In questo momento non mi sento di fare previsioni. Noi abbiamo raggiunto il record di presenze nel padiglione del Lazio. La Regione Lazio, tramite l’Arsial, si fa carico di un costo enorme, in questo modo le nostre aziende pagano molto poco. L’Arsial aveva migliorato una serie di fattori, recuperando una grande credibilità, e quest’anno avremmo presentato una sala degustazione, una vera novità…non lo so se si farà il Vinitaly, lancio un punto interrogativo.
Si sente di lanciare anche un messaggio che trasmetta fiducia al Paese?

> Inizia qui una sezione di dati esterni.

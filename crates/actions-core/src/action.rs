//! Action data model.
//!
//! An `Action` is the unit of record: who created it, when, its lifecycle
//! status, and an opaque `details` payload the repository never interprets.
//! All timestamps are truncated to whole seconds at construction so their
//! fixed-width textual serialization is stable enough to appear inside
//! composite sort keys.

use chrono::{DateTime, Duration, SubsecRound, Utc};
use serde::{Deserialize, Serialize};
use std::fmt;
use std::str::FromStr;
use uuid::Uuid;

use crate::error::{ActionsError, Result};

// ---------------------------------------------------------------------------
// ActionStatus
// ---------------------------------------------------------------------------

/// Lifecycle state of an action. New actions always start as `Pending`.
#[derive(Debug, Clone, Copy, PartialEq, Eq, Hash, Serialize, Deserialize)]
#[serde(rename_all = "SCREAMING_SNAKE_CASE")]
pub enum ActionStatus {
    Pending,
    Succeeded,
    Failed,
}

impl ActionStatus {
    pub fn all() -> &'static [ActionStatus] {
        &[
            ActionStatus::Pending,
            ActionStatus::Succeeded,
            ActionStatus::Failed,
        ]
    }

    /// The exact literal stored in the status sort key.
    pub fn as_str(self) -> &'static str {
        match self {
            ActionStatus::Pending => "PENDING",
            ActionStatus::Succeeded => "SUCCEEDED",
            ActionStatus::Failed => "FAILED",
        }
    }
}

impl fmt::Display for ActionStatus {
    fn fmt(&self, f: &mut fmt::Formatter<'_>) -> fmt::Result {
        f.write_str(self.as_str())
    }
}

impl FromStr for ActionStatus {
    type Err = ActionsError;

    fn from_str(s: &str) -> Result<Self> {
        match s {
            "PENDING" => Ok(ActionStatus::Pending),
            "SUCCEEDED" => Ok(ActionStatus::Succeeded),
            "FAILED" => Ok(ActionStatus::Failed),
            other => Err(ActionsError::InvalidStatus(other.to_string())),
        }
    }
}

// ---------------------------------------------------------------------------
// Action
// ---------------------------------------------------------------------------

/// The unit of record.
///
/// `id`, `created_at`, and `expires_at` are derived at construction and
/// immutable afterwards. `expires_at` is always `created_at + ttl`, never
/// caller-supplied, and drives soft deletion on every read path.
#[derive(Debug, Clone, PartialEq, Serialize, Deserialize)]
pub struct Action {
    pub id: Uuid,
    pub created_by: Uuid,
    pub created_at: DateTime<Utc>,
    #[serde(default)]
    pub completed_at: Option<DateTime<Utc>>,
    pub expires_at: DateTime<Utc>,
    pub status: ActionStatus,
    pub details: serde_json::Value,
}

impl Action {
    /// Create a new `Pending` action owned by `created_by`.
    ///
    /// A null `details` payload is rejected; everything else is opaque to
    /// the repository.
    pub fn new(created_by: Uuid, details: serde_json::Value, ttl: Duration) -> Result<Self> {
        Self::new_at(created_by, details, ttl, Utc::now())
    }

    /// Like [`Action::new`] but with a caller-supplied creation instant
    /// (backfill and tests). Truncation and expiry derivation are identical.
    pub fn new_at(
        created_by: Uuid,
        details: serde_json::Value,
        ttl: Duration,
        created_at: DateTime<Utc>,
    ) -> Result<Self> {
        if details.is_null() {
            return Err(ActionsError::MissingDetails);
        }
        let created_at = created_at.trunc_subsecs(0);
        Ok(Self {
            id: Uuid::new_v4(),
            created_by,
            created_at,
            completed_at: None,
            expires_at: created_at + ttl,
            status: ActionStatus::Pending,
            details,
        })
    }

    /// Visible iff the expiry instant has not yet been reached.
    ///
    /// Store-side garbage collection is asynchronous and best-effort; every
    /// read path re-checks this instead of trusting physical deletion.
    pub fn is_live(&self, now: DateTime<Utc>) -> bool {
        now < self.expires_at
    }

    /// Record completion. `completed_at` is settable exactly once.
    pub fn complete(&mut self, status: ActionStatus, now: DateTime<Utc>) -> Result<()> {
        if self.completed_at.is_some() {
            return Err(ActionsError::AlreadyCompleted(self.id));
        }
        self.completed_at = Some(now.trunc_subsecs(0));
        self.status = status;
        Ok(())
    }
}

// ---------------------------------------------------------------------------
// Identifier parsing
// ---------------------------------------------------------------------------

pub fn parse_owner(raw: &str) -> Result<Uuid> {
    Uuid::parse_str(raw).map_err(|_| ActionsError::InvalidOwner(raw.to_string()))
}

pub fn parse_action_id(raw: &str) -> Result<Uuid> {
    Uuid::parse_str(raw).map_err(|_| ActionsError::InvalidActionId(raw.to_string()))
}

// ---------------------------------------------------------------------------
// Tests
// ---------------------------------------------------------------------------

Sicuramente ne usciremo più forti. Siamo un Paese che ha i suoi difetti, ma siamo anche un Paese di grandissimi lavoratori e questo ci è riconosciuto in tutto il mondo. Siccome la fiducia in economia conta moltissimo, sono convinto che, tra qualche tempo, rimboccandoci le maniche, saremo più forti, ripartiremo con grande slancio, consapevoli di aver imparato, spero, a lavorare insieme. Questo è il grande insegnamento che si può trarre e credo che dovremo dare tanta fiducia ai nostri giovani, che in questi anni vivono con ansia il problema del lavoro e delle prospettive. Ecco, che possano capire che a volte ci sono degli avvenimenti che ci rendono tutti più piccoli e che ci fanno godere anche delle piccole cose che magari non vediamo nella corsa della vita. Cercare un lavoro dignitoso sarà la vera grande possibilità, e io sono fiducioso. Credo che ripartiremo più forti di prima.